Mais pour François d’Assise, la fraternité n’est pas un don « statique », une fin en soi. Elle s’alimente et grandit en se nourrissant de la charité. Et elle apporte toujours la paix. La relation avec les frères trace un chemin, initie un processus qui se développe dans une dimension de communion. C’est après la rencontre avec ses frères, en effet, que le Seigneur lui révèle qu’il doit vivre l’Evangile sine glossa, et même davantage : qu’il doit se conformer à lui, prendre la forme même du « saint Evangile ». C’est-à-dire le faire de façon radicale, « sans calmants » pour reprendre une image efficace du pape François.
Pour le saint patron de l’Italie, prendre soin des autres comme de soi-même devient une voie et un espace privilégié d’évangélisation. Il ne peut donc pas exister de frère qui se retire dans un état isolé. Ce serait un contresens, un contre-témoignage.

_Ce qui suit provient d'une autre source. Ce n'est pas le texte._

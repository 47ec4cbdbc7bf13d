//! Connection Health Monitor Actor
//!
//! Periodically checks one broker session, reconnects it when it has dropped
//! and persists the resulting `ConnectionStatus`. One actor runs per account
//! mode. It is the only component that keeps retrying forever; everything
//! else gives up after a bounded number of attempts.

use chrono::Utc;
use std::sync::Arc;
use std::time::Duration;
use tokio::sync::mpsc;
use tokio::time::{interval, MissedTickBehavior};
use tracing::{debug, error, info, warn};

use crate::application::services::execution_gateway::ExecutionGateway;
use crate::domain::entities::connection_status::ConnectionStatus;
use crate::domain::repositories::trade_store::ConnectionStatusStore;

/// Channel capacity for health monitor messages
const HEALTH_CHANNEL_CAPACITY: usize = 100;

/// Messages that can be sent to the health monitor
#[derive(Debug)]
pub enum HealthMessage {
    /// Run a check immediately instead of waiting for the next tick
    CheckNow {
        reply: mpsc::Sender<ConnectionStatus>,
    },

    /// Get the status from the last check
    GetStatus {
        reply: mpsc::Sender<ConnectionStatus>,
    },

    /// Shutdown the actor
    Shutdown,
}

#[derive(Debug, Clone)]
pub struct HealthMonitorConfig {
    pub check_interval: Duration,
    pub auto_reconnect: bool,
    /// Connect attempts per check
    pub reconnect_retries: u32,
    pub reconnect_backoff: Duration,
}

impl Default for HealthMonitorConfig {
    fn default() -> Self {
        Self {
            check_interval: Duration::from_secs(30),
            auto_reconnect: true,
            reconnect_retries: 3,
            reconnect_backoff: Duration::from_secs(2),
        }
    }
}

pub struct ConnectionHealthMonitor {
    gateway: Arc<ExecutionGateway>,
    store: Arc<dyn ConnectionStatusStore>,
    config: HealthMonitorConfig,
    status: ConnectionStatus,
}

impl ConnectionHealthMonitor {
    pub fn new(
        gateway: Arc<ExecutionGateway>,
        store: Arc<dyn ConnectionStatusStore>,
        config: HealthMonitorConfig,
    ) -> Self {
        let endpoint = gateway.endpoint();
        let status = ConnectionStatus::new(
            gateway.account_mode(),
            &endpoint.host,
            endpoint.port,
            endpoint.client_id,
        );
        Self {
            gateway,
            store,
            config,
            status,
        }
    }

    /// Spawn the monitor loop
    pub fn spawn(
        gateway: Arc<ExecutionGateway>,
        store: Arc<dyn ConnectionStatusStore>,
        config: HealthMonitorConfig,
    ) -> mpsc::Sender<HealthMessage> {
        let (tx, rx) = mpsc::channel(HEALTH_CHANNEL_CAPACITY);

        let monitor = Self::new(gateway, store, config);
        let mode = monitor.status.account_mode;

        tokio::spawn(async move {
            monitor.run(rx).await;
        });

        info!("ConnectionHealthMonitor spawned for {} account", mode);
        tx
    }

    pub fn status(&self) -> &ConnectionStatus {
        &self.status
    }

    /// Pick up the counters persisted by a previous run
    async fn restore(&mut self) {
        match self.store.load_connection_status(self.status.account_mode).await {
            Ok(Some(saved)) => {
                self.status.reconnect_attempts = saved.reconnect_attempts;
                self.status.last_connected = saved.last_connected;
                self.status.last_checked = saved.last_checked;
                self.status.last_error = saved.last_error;
            }
            Ok(None) => {}
            Err(e) => warn!(
                "Could not load saved {} connection status: {}",
                self.status.account_mode, e
            ),
        }
    }

    /// One liveness check, reconnecting if needed. The result is persisted.
    pub async fn check_once(&mut self) -> ConnectionStatus {
        let mode = self.status.account_mode;
        let mut connected = self.gateway.is_connected().await;

        if !connected && self.config.auto_reconnect {
            warn!("{} broker session is down, reconnecting", mode);
            connected = self
                .gateway
                .connect(self.config.reconnect_retries, self.config.reconnect_backoff)
                .await;
        }

        let error = if connected {
            None
        } else {
            Some(
                self.gateway
                    .last_error()
                    .await
                    .unwrap_or_else(|| "not connected".to_string()),
            )
        };

        let was_connected = self.status.connected;
        self.status.record_check(connected, error, Utc::now());

        match (was_connected, connected) {
            (false, true) => info!("✅ {} broker session healthy", mode),
            (true, false) => error!("❌ {} broker session lost", mode),
            (false, false) => debug!(
                "{} broker still unreachable ({} failed checks)",
                mode, self.status.reconnect_attempts
            ),
            (true, true) => debug!("{} broker session healthy", mode),
        }

        if let Err(e) = self.store.save_connection_status(&self.status).await {
            error!("Failed to persist {} connection status: {}", mode, e);
        }

        self.status.clone()
    }

    /// Main actor loop
    async fn run(mut self, mut rx: mpsc::Receiver<HealthMessage>) {
        info!(
            "ConnectionHealthMonitor started for {} account (every {:?})",
            self.status.account_mode, self.config.check_interval
        );
        self.restore().await;

        let mut ticker = interval(self.config.check_interval);
        ticker.set_missed_tick_behavior(MissedTickBehavior::Delay);

        loop {
            tokio::select! {
                _ = ticker.tick() => {
                    self.check_once().await;
                }
                msg = rx.recv() => match msg {
                    Some(HealthMessage::CheckNow { reply }) => {
                        debug!("ConnectionHealthMonitor received CheckNow");
                        let status = self.check_once().await;
                        if let Err(e) = reply.send(status).await {
                            error!("Failed to send CheckNow reply: {:?}", e);
                        }
                    }
                    Some(HealthMessage::GetStatus { reply }) => {
                        if let Err(e) = reply.send(self.status.clone()).await {
                            error!("Failed to send GetStatus reply: {:?}", e);
                        }
                    }
                    Some(HealthMessage::Shutdown) => {
                        info!("ConnectionHealthMonitor received Shutdown");
                        break;
                    }
                    None => break,
                },
            }
        }

        info!("ConnectionHealthMonitor stopped for {} account", self.status.account_mode);
    }
}

#[cfg(test)]
mod tests {
    use super::*;

    use crate::application::services::execution_gateway::GatewayConfig;
    use crate::domain::entities::account_mode::AccountMode;
    use crate::domain::repositories::broker_client::BrokerError;
    use crate::domain::test_support::{memory_store, MockBroker};
    use crate::persistence::repository::SqliteStore;

    async fn setup() -> (ConnectionHealthMonitor, Arc<MockBroker>, Arc<SqliteStore>) {
        let broker = Arc::new(MockBroker::new());
        let store = memory_store().await;
        let gateway = Arc::new(ExecutionGateway::new(
            AccountMode::Paper,
            broker.clone(),
            store.clone(),
            GatewayConfig::default(),
        ));
        let monitor = ConnectionHealthMonitor::new(
            gateway,
            store.clone(),
            HealthMonitorConfig {
                check_interval: Duration::from_secs(3600),
                auto_reconnect: true,
                reconnect_retries: 1,
                reconnect_backoff: Duration::from_millis(1),
            },
        );
        (monitor, broker, store)
    }

    #[tokio::test]
    async fn test_failures_accumulate_then_reset_on_reconnect() {
        let (mut monitor, broker, store) = setup().await;
        broker.fail_next_opens(vec![
            BrokerError::ConnectionRefused("127.0.0.1:7497".to_string());
            3
        ]);

        for _ in 0..3 {
            let status = monitor.check_once().await;
            assert!(!status.connected);
        }
        assert_eq!(monitor.status().reconnect_attempts, 3);
        assert!(monitor.status().last_error.as_deref().unwrap().contains("refused"));

        let status = monitor.check_once().await;
        assert!(status.connected);
        assert_eq!(status.reconnect_attempts, 0);
        assert!(status.last_connected.is_some());

        let saved = store
            .load_connection_status(AccountMode::Paper)
            .await
            .unwrap()
            .unwrap();
        assert!(saved.connected);
        assert_eq!(saved.reconnect_attempts, 0);
        assert_eq!(saved.port, 7497);
    }

    #[tokio::test]
    async fn test_dropped_session_is_reopened() {
        let (mut monitor, broker, _) = setup().await;
        assert!(monitor.check_once().await.connected);

        broker.set_connected(false);
        let status = monitor.check_once().await;
        assert!(status.connected);
        assert_eq!(broker.open_calls(), 2);
    }

    #[tokio::test]
    async fn test_no_reconnect_when_disabled() {
        let (mut monitor, broker, _) = setup().await;
        monitor.config.auto_reconnect = false;

        let status = monitor.check_once().await;
        assert!(!status.connected);
        assert_eq!(status.last_error.as_deref(), Some("not connected"));
        assert_eq!(broker.open_calls(), 0);
    }

    #[tokio::test]
    async fn test_actor_answers_messages() {
        let broker = Arc::new(MockBroker::new());
        let store = memory_store().await;
        let gateway = Arc::new(ExecutionGateway::new(
            AccountMode::Paper,
            broker.clone(),
            store.clone(),
            GatewayConfig::default(),
        ));
        let tx = ConnectionHealthMonitor::spawn(
            gateway,
            store.clone(),
            HealthMonitorConfig {
                check_interval: Duration::from_secs(3600),
                ..HealthMonitorConfig::default()
            },
        );

        let (reply_tx, mut reply_rx) = mpsc::channel(1);
        tx.send(HealthMessage::CheckNow { reply: reply_tx }).await.unwrap();
        let status = reply_rx.recv().await.unwrap();
        assert!(status.connected);

        let (reply_tx, mut reply_rx) = mpsc::channel(1);
        tx.send(HealthMessage::GetStatus { reply: reply_tx }).await.unwrap();
        assert!(reply_rx.recv().await.unwrap().connected);

        tx.send(HealthMessage::Shutdown).await.unwrap();
        tx.closed().await;
    }
}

Pour le saint, en effet, l’amour pour le Père grandit au fur et à mesure que se renforce l’amour du frère dans le visage duquel se retrouvent les traits du Créateur. Un amour qui, chez François, se dilate jusqu’à devenir cosmique parce que la fraternité devient une étreinte pour toutes les créatures : même le soleil et appelé frère et la lune sœur. Huit siècles plus tard, bien que les égoïsmes grandissent et que s’élèvent des barrières de toutes sortes, le monde a encore soif de fraternité et de paternité. Il est constamment en quête de cela. Le témoignage du Poverello d’Assise, qui veut se faire le « frère de tous les hommes », est très actuel. Avec un autre François, il nous exhorte à marcher sur la voie de la fraternité.